I think that design can be canalized as well. What do I mean? Well, let’s imagine an example. Let’s suppose that we have a long method which consists of a sequence of validations. I’m sure most people reading this can imagine the sort of code I’m talking about. It’s just series of blocks, about five or ten lines apiece in which something (parameters, input data, etc) is being validated bit by bit. This sort of code arises in most systems. People do the first piece: a single validation, and then time goes on and they discover a need for a second validation and they add it. For many people, it just never seems worthwhile to extract the validations to separate methods. The code is rather clear. There is no deep nesting; it’s just a long sequence of similar blocks.
Now, think about a canal.
The water is flowing and carving its course. What is the course in the code I just described? Well, it seems that it doesn’t have one, really. People can introduce just about any logic that they want to in that sequence. The could start to do completely different work just because it is a convenient place to do it. But, what if we started to extract each validation into a separate method? People could still throw in random bits of logic, another responsibility, but they’d have to make a choice. They could throw it into one of the extracted validations or throw it into the original method. Either way, the code is a bit better off. If the logic is thrown into one validation method, the other ones are fine. If it is thrown into the top-level method, the one we extracted from, we at least have our courses in: the code shows a direction and people coming along later will at least be able to see that the application has a pattern in place for validation.
If you’re thinking that this is related to the “no broken windows” theory, you’re right. But, I think there is a little bit more. When we factor our code finely, we make some changes much harder than they would be otherwise. Large methods are like stagnant pools. All sorts of computation can be bound together in a big tangle. However, once you factor a bit, and set a course, chances are no one will go through the process of inlining those methods. It’s just not a natural thing to do. We’ve given the code a bit more structure, and moved toward a design where validation is seen as a separate thing - people kind of know where it goes now.
Now, let’s try something else. We can make the observation that our validations can be performed in any order. The sad thing about most languages is that we have to put things in a particular order, even if order doesn’t really matter. Text, in a file, has a natural order: top-down. Could we do something a bit different? One thing that we could do is turn our little validation methods into objects and put them in a set. Then we could write code to iterate the set and fire each of them off. Notice that I said “set.” We could use a list, but lists have the same issue as a sequence of method calls in the text of a larger method: there is an ordering, but it doesn’t matter. One the one hand, people might look at the ordering and think that it is significant. On the other hand, people might start to take advantage of this accidental ordering and couple things together in a way in which it is hard to change. In either case, seeing that the code uses a set rather than a list, at least betrays something about the intent of the designer.
Donald Norman uses the term affordance to describe qualities of things which tend to encourage or discourage particular uses.
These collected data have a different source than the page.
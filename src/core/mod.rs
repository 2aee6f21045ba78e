//! # Core Application Services
//!
//! Everything Zyna needs that is neither navigation nor drawing.
//!
//! ```text
//!        ┌───────────────┐        ┌──────────────────┐
//!        │   config.rs   │        │    session.rs    │
//!        │ defaults→file │        │ ~/.zyna/         │
//!        │ →env→CLI      │        │   session.json   │
//!        └───────┬───────┘        └────────┬─────────┘
//!                │ ResolvedConfig          │ Option<Session>
//!                └───────────┬─────────────┘
//!                            ▼
//!                  flows::AppContext (initial step,
//!                  initial tab, display name)
//! ```
//!
//! ## Modules
//!
//! - [`config`]: layered configuration, `ResolvedConfig`
//! - [`session`]: the signed-in session, persisted atomically

pub mod config;
pub mod session;
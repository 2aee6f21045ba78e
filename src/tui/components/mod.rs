//! # TUI Components
//!
//! Stateless, props-based components. Each receives everything it draws as
//! struct fields and renders into the `Rect` it is given.
//!
//! ```text
//! components/
//! ├── mod.rs          (this file)
//! ├── title_bar.rs    (top bar: app name, screen title, back hint)
//! ├── tab_strip.rs    (tab titles and icons of the visible tab root)
//! └── screen_body.rs  (draws a screen's `ScreenContent`)
//! ```

mod screen_body;
mod tab_strip;
mod title_bar;

pub use screen_body::ScreenBody;
pub use tab_strip::TabStrip;
pub use title_bar::TitleBar;
//! # Session Persistence
//!
//! Remembers who signed in, in `~/.zyna/session.json`.
//!
//! The navigation layer reads it exactly once, to choose the initial step
//! (`Main` when a session exists, `Auth` otherwise). The auth screen writes it
//! on sign-in.
//!
//! Writes use atomic rename (write `.tmp`, then `rename()`) for crash safety.

use std::fmt;
use std::fs;
use std::io;
use std::path::{Path, PathBuf};

use chrono::Utc;
use log::debug;
use serde::{Deserialize, Serialize};

#[derive(Serialize, Deserialize, Clone, Debug, PartialEq, Eq)]
pub struct Session {
    pub id: String,
    pub display_name: String,
    /// Unix timestamp, seconds.
    pub signed_in_at: i64,
}

impl Session {
    /// A fresh session signed in now.
    pub fn new(display_name: &str) -> Self {
        Self {
            id: uuid::Uuid::new_v4().to_string(),
            display_name: display_name.to_string(),
            signed_in_at: Utc::now().timestamp(),
        }
    }
}

#[derive(Debug)]
pub enum SessionError {
    Io(io::Error),
    Parse(serde_json::Error),
}

impl fmt::Display for SessionError {
    fn fmt(&self, f: &mut fmt::Formatter<'_>) -> fmt::Result {
        match self {
            SessionError::Io(e) => write!(f, "session I/O error: {e}"),
            SessionError::Parse(e) => write!(f, "session parse error: {e}"),
        }
    }
}

impl std::error::Error for SessionError {}

/// File-backed store for the current session.
#[derive(Debug, Clone)]
pub struct SessionStore {
    path: PathBuf,
}

impl SessionStore {
    pub fn new(path: impl Into<PathBuf>) -> Self {
        Self { path: path.into() }
    }

    pub fn path(&self) -> &Path {
        &self.path
    }

    /// `Ok(None)` when nobody is signed in.
    pub fn load(&self) -> Result<Option<Session>, SessionError> {
        if !self.path.exists() {
            return Ok(None);
        }
        let json = fs::read_to_string(&self.path).map_err(SessionError::Io)?;
        let session = serde_json::from_str(&json).map_err(SessionError::Parse)?;
        debug!("Loaded session from {}", self.path.display());
        Ok(Some(session))
    }

    pub fn save(&self, session: &Session) -> Result<(), SessionError> {
        if let Some(parent) = self.path.parent() {
            fs::create_dir_all(parent).map_err(SessionError::Io)?;
        }
        atomic_write_json(&self.path, session)
    }

    /// Forget the session. Clearing an absent session is fine.
    pub fn clear(&self) -> Result<(), SessionError> {
        match fs::remove_file(&self.path) {
            Ok(()) => Ok(()),
            Err(e) if e.kind() == io::ErrorKind::NotFound => Ok(()),
            Err(e) => Err(SessionError::Io(e)),
        }
    }
}

/// Atomically write `data` as JSON to `path` (via `.tmp` + rename).
fn atomic_write_json<T: Serialize>(path: &Path, data: &T) -> Result<(), SessionError> {
    let tmp_path = path.with_extension("tmp");
    let json = serde_json::to_string_pretty(data).map_err(SessionError::Parse)?;
    fs::write(&tmp_path, json).map_err(SessionError::Io)?;
    fs::rename(&tmp_path, path).map_err(SessionError::Io)?;
    Ok(())
}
In software, Kevlin Henney has written about the affordances of interfaces: how they can communicate proper use to users. I think that we can use the concept a slightly different area. There are ways of writing code which encourage or discourage particular future changes in a code base. It’s never perfect, but it helps. However, you can have too much of a good thing. If you canalize too deeply, it can be harder to refactor your code toward a vastly different structure. The paths you lay down are structure, and while structure is great for supporting our work, it also canalizes and reinforces itself over time.
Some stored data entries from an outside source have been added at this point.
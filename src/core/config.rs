//! # Configuration
//!
//! Centralizes all settings with a clear override hierarchy:
//! defaults → config file → env vars → CLI flags.
//!
//! Config lives at `~/.zyna/config.toml`. If missing on first run, a
//! commented-out default is generated so users can discover all options.

use log::{debug, info, warn};
use serde::{Deserialize, Serialize};
use simplelog::LevelFilter;
use std::fmt;
use std::fs;
use std::path::{Path, PathBuf};
use std::str::FromStr;

use crate::TabKind;

// ============================================================================
// Config Structs (all fields Option<T> for sparse TOML)
// ============================================================================

#[derive(Debug, Default, Deserialize, Serialize)]
pub struct ZynaConfig {
    #[serde(default)]
    pub general: GeneralConfig,
    #[serde(default)]
    pub navigation: NavigationConfig,
    #[serde(default)]
    pub profile: ProfileConfig,
}

#[derive(Debug, Default, Deserialize, Serialize)]
pub struct GeneralConfig {
    pub log_level: Option<String>,
    pub log_file: Option<String>,
}

#[derive(Debug, Default, Deserialize, Serialize)]
pub struct NavigationConfig {
    pub initial_tab: Option<TabKind>,
    pub remember_session: Option<bool>,
}

#[derive(Debug, Default, Deserialize, Serialize)]
pub struct ProfileConfig {
    pub display_name: Option<String>,
}

// ============================================================================
// Defaults
// ============================================================================

pub const DEFAULT_LOG_LEVEL: LevelFilter = LevelFilter::Debug;
pub const DEFAULT_LOG_FILE: &str = "zyna.log";
pub const DEFAULT_DISPLAY_NAME: &str = "Guest";

// ============================================================================
// Resolved Config (concrete values, no Options)
// ============================================================================

#[derive(Debug, Clone)]
pub struct ResolvedConfig {
    pub log_level: LevelFilter,
    pub log_file: PathBuf,
    pub initial_tab: TabKind,
    pub remember_session: bool,
    pub display_name: String,
    pub session_path: PathBuf,
}

// ============================================================================
// Error Type
// ============================================================================

#[derive(Debug)]
pub enum ConfigError {
    Io(std::io::Error),
    Parse(toml::de::Error),
}

impl fmt::Display for ConfigError {
    fn fmt(&self, f: &mut fmt::Formatter<'_>) -> fmt::Result {
        match self {
            ConfigError::Io(e) => write!(f, "config I/O error: {e}"),
            ConfigError::Parse(e) => write!(f, "config parse error: {e}"),
        }
    }
}

impl std::error::Error for ConfigError {}

// ============================================================================
// Loading
// ============================================================================

/// Returns `~/.zyna`, or `.zyna` in the working directory without a home.
pub fn data_dir() -> PathBuf {
    dirs::home_dir()
        .map(|h| h.join(".zyna"))
        .unwrap_or_else(|| PathBuf::from(".zyna"))
}

/// Returns the path to `~/.zyna/config.toml`.
pub fn config_path() -> Option<PathBuf> {
    dirs::home_dir().map(|h| h.join(".zyna").join("config.toml"))
}

/// Load config from `~/.zyna/config.toml`.
///
/// If the file doesn't exist, generates a commented-out default and
/// returns `ZynaConfig::default()`. If it exists but is malformed,
/// returns `ConfigError::Parse`.
pub fn load_config() -> Result<ZynaConfig, ConfigError> {
    let path = match config_path() {
        Some(p) => p,
        None => {
            warn!("Could not determine home directory, using default config");
            return Ok(ZynaConfig::default());
        }
    };
    load_config_from(&path)
}

pub fn load_config_from(path: &Path) -> Result<ZynaConfig, ConfigError> {
    if !path.exists() {
        info!("No config file found, generating default at {}", path.display());
        generate_default_config(path);
        return Ok(ZynaConfig::default());
    }

    let contents = fs::read_to_string(path).map_err(ConfigError::Io)?;
    let config: ZynaConfig = toml::from_str(&contents).map_err(ConfigError::Parse)?;
    info!("Loaded config from {}", path.display());
    debug!("Config: {:?}", config);
    Ok(config)
}

/// Generates a commented-out default config file at the given path.
fn generate_default_config(path: &Path) {
    let default_content = r#"# Zyna Configuration
# All settings are optional; defaults are used for anything not specified.
# Override hierarchy: defaults → this file → env vars → CLI flags.

# [general]
# log_level = "debug"                # "off", "error", "warn", "info", "debug", "trace"
# log_file = "zyna.log"

# [navigation]
# initial_tab = "chats"              # "profile", "chats" or "settings"
# remember_session = true            # skip sign-in when a session exists

# [profile]
# display_name = "Guest"             # shown when nobody signed in
"#;

    if let Some(parent) = path.parent() {
        if let Err(e) = fs::create_dir_all(parent) {
            warn!("Failed to create config directory: {}", e);
            return;
        }
    }
    if let Err(e) = fs::write(path, default_content) {
        warn!("Failed to write default config: {}", e);
    }
}

// ============================================================================
// Resolution
// ============================================================================

/// Resolve the final config by collapsing: defaults → config file → env vars → CLI.
///
/// `cli_tab` and `cli_log_level` are from CLI flags (None = not specified).
pub fn resolve(
    config: &ZynaConfig,
    cli_tab: Option<TabKind>,
    cli_log_level: Option<&str>,
) -> ResolvedConfig {
    // Log level: CLI → env → config → default
    let log_level = cli_log_level
        .map(|s| s.to_string())
        .or_else(|| std::env::var("ZYNA_LOG_LEVEL").ok())
        .or_else(|| config.general.log_level.clone())
        .map(|s| parse_level(&s))
        .unwrap_or(DEFAULT_LOG_LEVEL);

    // Initial tab: CLI → env → config → default
    let initial_tab = cli_tab
        .or_else(|| {
            std::env::var("ZYNA_INITIAL_TAB")
                .ok()
                .and_then(|s| TabKind::from_str(&s).ok())
        })
        .or(config.navigation.initial_tab)
        .unwrap_or_default();

    // Display name: env → config → default
    let display_name = std::env::var("ZYNA_DISPLAY_NAME")
        .ok()
        .or_else(|| config.profile.display_name.clone())
        .unwrap_or_else(|| DEFAULT_DISPLAY_NAME.to_string());

    ResolvedConfig {
        log_level,
        log_file: PathBuf::from(
            config
                .general
                .log_file
                .clone()
                .unwrap_or_else(|| DEFAULT_LOG_FILE.to_string()),
        ),
        initial_tab,
        remember_session: config.navigation.remember_session.unwrap_or(true),
        display_name,
        session_path: data_dir().join("session.json"),
    }
}

fn parse_level(value: &str) -> LevelFilter {
    LevelFilter::from_str(value).unwrap_or_else(|_| {
        warn!("Unknown log level {value:?}, using {DEFAULT_LOG_LEVEL}");
        DEFAULT_LOG_LEVEL
    })
}
use ratatui::Frame;
use ratatui::layout::Rect;
use ratatui::style::{Color, Modifier, Style};
use ratatui::widgets::Tabs;

use crate::nav::TabItem;
use crate::tui::component::Component;

/// One-line strip with the tab root's entries, selected one highlighted.
pub struct TabStrip {
    pub items: Vec<TabItem>,
    pub selected: Option<usize>,
}

impl TabStrip {
    pub fn new(items: Vec<TabItem>, selected: Option<usize>) -> Self {
        Self { items, selected }
    }

    fn labels(&self) -> Vec<String> {
        self.items
            .iter()
            .map(|item| format!("{} {}", item.icon, item.title))
            .collect()
    }
}

impl Component for TabStrip {
    fn render(&mut self, frame: &mut Frame, area: Rect) {
        let mut tabs = Tabs::new(self.labels())
            .style(Style::default().fg(Color::DarkGray))
            .highlight_style(
                Style::default()
                    .fg(Color::Cyan)
                    .add_modifier(Modifier::BOLD),
            )
            .divider("│");
        if let Some(index) = self.selected {
            tabs = tabs.select(index);
        }
        frame.render_widget(tabs, area);
    }
}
In the end, software development is a natural process. We shouldn't be surprised to see the same sort of inertial change patterns arise that we see in nature.
I agree with you but like to add something about setting structures. The structures you set by factoring out code in a certain way reflect your current knowlegde about the problem and solution domain as well as your engineering skills.
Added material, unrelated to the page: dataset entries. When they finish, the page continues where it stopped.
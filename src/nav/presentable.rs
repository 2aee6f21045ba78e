//! # Presentables and Containers
//!
//! Everything the navigation layer can show is a `Presentable`:
//!
//! ```text
//! Presentable
//! ├── Screen(ScreenHandle)   // a view collaborator, leaf of the tree
//! ├── Stack(NavigationStack) // push/pop container, top child is visible
//! └── Tabs(TabBar)           // tab root, selected child is visible
//! ```
//!
//! Containers are shared handles over single-threaded cells. The container
//! that holds a child owns its visual lifetime; a flow only keeps a handle to
//! its own root. The coordinator decides liveness by walking this tree from
//! the root flow, so a child that is popped or replaced simply stops being
//! reachable.

use std::cell::RefCell;
use std::collections::HashSet;
use std::fmt;
use std::rc::Rc;
use std::sync::atomic::{AtomicU64, Ordering};

use super::step::Navigation;

/// Process-unique identity of a presentable.
#[derive(Debug, Clone, Copy, PartialEq, Eq, Hash, PartialOrd, Ord)]
pub struct PresentableId(u64);

impl PresentableId {
    fn next() -> Self {
        static COUNTER: AtomicU64 = AtomicU64::new(1);
        Self(COUNTER.fetch_add(1, Ordering::Relaxed))
    }

    #[must_use]
    pub fn as_u64(&self) -> u64 {
        self.0
    }
}

impl fmt::Display for PresentableId {
    fn fmt(&self, f: &mut fmt::Formatter<'_>) -> fmt::Result {
        write!(f, "presentable#{}", self.0)
    }
}

// ============================================================================
// Screen
// ============================================================================

/// A leaf view plus the identity the navigation layer tracks it by.
pub struct ScreenHandle<N: Navigation> {
    id: PresentableId,
    view: Rc<N::View>,
}

impl<N: Navigation> ScreenHandle<N> {
    pub fn new(view: Rc<N::View>) -> Self {
        Self {
            id: PresentableId::next(),
            view,
        }
    }

    pub fn id(&self) -> PresentableId {
        self.id
    }

    pub fn view(&self) -> &Rc<N::View> {
        &self.view
    }
}

impl<N: Navigation> Clone for ScreenHandle<N> {
    fn clone(&self) -> Self {
        Self {
            id: self.id,
            view: Rc::clone(&self.view),
        }
    }
}

// ============================================================================
// Navigation stack
// ============================================================================

/// Push/pop container. The last child is the visible one.
pub struct NavigationStack<N: Navigation> {
    id: PresentableId,
    children: Rc<RefCell<Vec<Presentable<N>>>>,
}

impl<N: Navigation> NavigationStack<N> {
    pub fn new() -> Self {
        Self {
            id: PresentableId::next(),
            children: Rc::new(RefCell::new(Vec::new())),
        }
    }

    pub fn id(&self) -> PresentableId {
        self.id
    }

    /// Replace the whole stack in one go.
    pub fn set(&self, children: Vec<Presentable<N>>) {
        *self.children.borrow_mut() = children;
    }

    pub fn push(&self, child: Presentable<N>) {
        self.children.borrow_mut().push(child);
    }

    /// Pop the top child. Never pops the root: with one child or none this
    /// returns `None` and leaves the stack alone.
    pub fn pop(&self) -> Option<Presentable<N>> {
        let mut children = self.children.borrow_mut();
        if children.len() <= 1 {
            return None;
        }
        children.pop()
    }

    pub fn top(&self) -> Option<Presentable<N>> {
        self.children.borrow().last().cloned()
    }

    pub fn children(&self) -> Vec<Presentable<N>> {
        self.children.borrow().clone()
    }

    pub fn ids(&self) -> Vec<PresentableId> {
        self.children.borrow().iter().map(Presentable::id).collect()
    }

    pub fn len(&self) -> usize {
        self.children.borrow().len()
    }

    pub fn is_empty(&self) -> bool {
        self.children.borrow().is_empty()
    }
}

impl<N: Navigation> Default for NavigationStack<N> {
    fn default() -> Self {
        Self::new()
    }
}

impl<N: Navigation> Clone for NavigationStack<N> {
    fn clone(&self) -> Self {
        Self {
            id: self.id,
            children: Rc::clone(&self.children),
        }
    }
}

// ============================================================================
// Tab bar
// ============================================================================

/// Display metadata for a tab. Owned by the tab root, not by the flow whose
/// root sits inside the tab.
#[derive(Debug, Clone, PartialEq, Eq)]
pub struct TabItem {
    pub title: String,
    pub icon: String,
}

impl TabItem {
    pub fn new(title: impl Into<String>, icon: impl Into<String>) -> Self {
        Self {
            title: title.into(),
            icon: icon.into(),
        }
    }
}

pub struct Tab<N: Navigation> {
    pub item: TabItem,
    pub content: Presentable<N>,
}

impl<N: Navigation> Clone for Tab<N> {
    fn clone(&self) -> Self {
        Self {
            item: self.item.clone(),
            content: self.content.clone(),
        }
    }
}

struct TabBarState<N: Navigation> {
    tabs: Vec<Tab<N>>,
    selected: usize,
}

/// Tab root. The selected child is the visible one; every child stays live.
pub struct TabBar<N: Navigation> {
    id: PresentableId,
    state: Rc<RefCell<TabBarState<N>>>,
}

impl<N: Navigation> TabBar<N> {
    pub fn new() -> Self {
        Self {
            id: PresentableId::next(),
            state: Rc::new(RefCell::new(TabBarState {
                tabs: Vec::new(),
                selected: 0,
            })),
        }
    }

    pub fn id(&self) -> PresentableId {
        self.id
    }

    /// Replace all tabs at once and select `selected` (clamped to the last tab).
    pub fn set_tabs(&self, tabs: Vec<Tab<N>>, selected: usize) {
        let mut state = self.state.borrow_mut();
        state.selected = selected.min(tabs.len().saturating_sub(1));
        state.tabs = tabs;
    }

    /// Select tab `index`. Returns false and changes nothing when out of range.
    pub fn select(&self, index: usize) -> bool {
        let mut state = self.state.borrow_mut();
        if index >= state.tabs.len() {
            return false;
        }
        state.selected = index;
        true
    }

    pub fn selected_index(&self) -> Option<usize> {
        let state = self.state.borrow();
        (!state.tabs.is_empty()).then_some(state.selected)
    }

    pub fn selected(&self) -> Option<Tab<N>> {
        let state = self.state.borrow();
        state.tabs.get(state.selected).cloned()
    }

    pub fn tabs(&self) -> Vec<Tab<N>> {
        self.state.borrow().tabs.clone()
    }

    pub fn len(&self) -> usize {
        self.state.borrow().tabs.len()
    }

    pub fn is_empty(&self) -> bool {
        self.state.borrow().tabs.is_empty()
    }
}

impl<N: Navigation> Default for TabBar<N> {
    fn default() -> Self {
        Self::new()
    }
}

impl<N: Navigation> Clone for TabBar<N> {
    fn clone(&self) -> Self {
        Self {
            id: self.id,
            state: Rc::clone(&self.state),
        }
    }
}

// ============================================================================
// Presentable
// ============================================================================

pub enum Presentable<N: Navigation> {
    Screen(ScreenHandle<N>),
    Stack(NavigationStack<N>),
    Tabs(TabBar<N>),
}

impl<N: Navigation> Presentable<N> {
    /// Wrap a view as a fresh screen presentable.
    pub fn screen(view: Rc<N::View>) -> Self {
        Presentable::Screen(ScreenHandle::new(view))
    }

    pub fn id(&self) -> PresentableId {
        match self {
            Presentable::Screen(screen) => screen.id(),
            Presentable::Stack(stack) => stack.id(),
            Presentable::Tabs(tabs) => tabs.id(),
        }
    }

    pub fn as_screen(&self) -> Option<&ScreenHandle<N>> {
        match self {
            Presentable::Screen(screen) => Some(screen),
            _ => None,
        }
    }

    /// Collect the ids of this node and everything it contains.
    ///
    /// Nodes already in `seen` are not descended into again, so a container
    /// accidentally nested in itself cannot loop forever.
    pub fn collect_reachable(&self, seen: &mut HashSet<PresentableId>) {
        if !seen.insert(self.id()) {
            return;
        }
        let children = match self {
            Presentable::Screen(_) => return,
            Presentable::Stack(stack) => stack.children(),
            Presentable::Tabs(tabs) => tabs.tabs().into_iter().map(|t| t.content).collect(),
        };
        for child in &children {
            child.collect_reachable(seen);
        }
    }

    /// The nodes a user actually sees, from this node down to the visible
    /// leaf: top of each stack, selected tab of each tab root.
    pub fn visible_chain(&self) -> Vec<Presentable<N>> {
        let mut chain = Vec::new();
        let mut seen = HashSet::new();
        let mut current = Some(self.clone());
        while let Some(node) = current.take() {
            if !seen.insert(node.id()) {
                break;
            }
            current = match &node {
                Presentable::Screen(_) => None,
                Presentable::Stack(stack) => stack.top(),
                Presentable::Tabs(tabs) => tabs.selected().map(|t| t.content),
            };
            chain.push(node);
        }
        chain
    }

    /// The visible leaf screen, if the tree bottoms out in one.
    pub fn visible_screen(&self) -> Option<ScreenHandle<N>> {
        self.visible_chain()
            .last()
            .and_then(|node| node.as_screen().cloned())
    }

    /// Shallow copy of this container's own children, enough to undo a
    /// step that failed halfway through mutating it.
    pub(crate) fn snapshot(&self) -> ContainerSnapshot<N> {
        match self {
            Presentable::Screen(_) => ContainerSnapshot::Screen,
            Presentable::Stack(stack) => ContainerSnapshot::Stack(stack.clone(), stack.children()),
            Presentable::Tabs(tabs) => {
                let selected = tabs.state.borrow().selected;
                ContainerSnapshot::Tabs(tabs.clone(), tabs.tabs(), selected)
            }
        }
    }

    fn kind(&self) -> &'static str {
        match self {
            Presentable::Screen(_) => "Screen",
            Presentable::Stack(_) => "Stack",
            Presentable::Tabs(_) => "Tabs",
        }
    }
}

/// Contents of one container at a point in time. See `Presentable::snapshot`.
pub(crate) enum ContainerSnapshot<N: Navigation> {
    Screen,
    Stack(NavigationStack<N>, Vec<Presentable<N>>),
    Tabs(TabBar<N>, Vec<Tab<N>>, usize),
}

impl<N: Navigation> ContainerSnapshot<N> {
    /// Put the container back the way it was when the snapshot was taken.
    pub(crate) fn restore(self) {
        match self {
            ContainerSnapshot::Screen => {}
            ContainerSnapshot::Stack(stack, children) => stack.set(children),
            ContainerSnapshot::Tabs(tabs, entries, selected) => tabs.set_tabs(entries, selected),
        }
    }
}

impl<N: Navigation> Clone for Presentable<N> {
    fn clone(&self) -> Self {
        match self {
            Presentable::Screen(screen) => Presentable::Screen(screen.clone()),
            Presentable::Stack(stack) => Presentable::Stack(stack.clone()),
            Presentable::Tabs(tabs) => Presentable::Tabs(tabs.clone()),
        }
    }
}

impl<N: Navigation> fmt::Debug for Presentable<N> {
    fn fmt(&self, f: &mut fmt::Formatter<'_>) -> fmt::Result {
        write!(f, "{}({})", self.kind(), self.id())
    }
}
So if you set this into "stone" the question is how valid your mental model is at a later time and how hard it is for someone else to follow your thoughts and your flow through the channel and to understand WHY you did the structuring that way.
Enabling change here (even being able to create a totally different flow) is challenging at least. Many people really refrain from inlining code to extract it again (you can even inline classes with a single refactoring).
So by factoring out you kind of take the stance of knowing better or best how to structure the solution. But that may not be the case.
So make it easy for someone else to follow your thoughts and try to include the why's into the code (naming, comments) and don't discourage them
to undo your canalizing.
How this relates to the OCP is also an interesting discussion.
Posted by: Michael Hunger | July 01, 2009 at 03:39 PM
Hey, in your book "Working Effectively with legacy code" (sweet book btw), the table at the bottom of page 6, is reprinted at the top of page 7, with no differences in them. Seems like a typo.
Peace
Posted by: Mark Rogers | July 22, 2009 at 03:04 PM